Give back only the lines from the one with "pub mod executor_test;" through the last line of the data, exactly as they appear.

- [Collected data]:
#####

//! Integration tests for mcp-bauplan.

pub mod executor_test;
pub mod helpers;
pub mod tools_test;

#####

- [Answer for the task]:
pub mod executor_test;
pub mod helpers;
pub mod tools_test;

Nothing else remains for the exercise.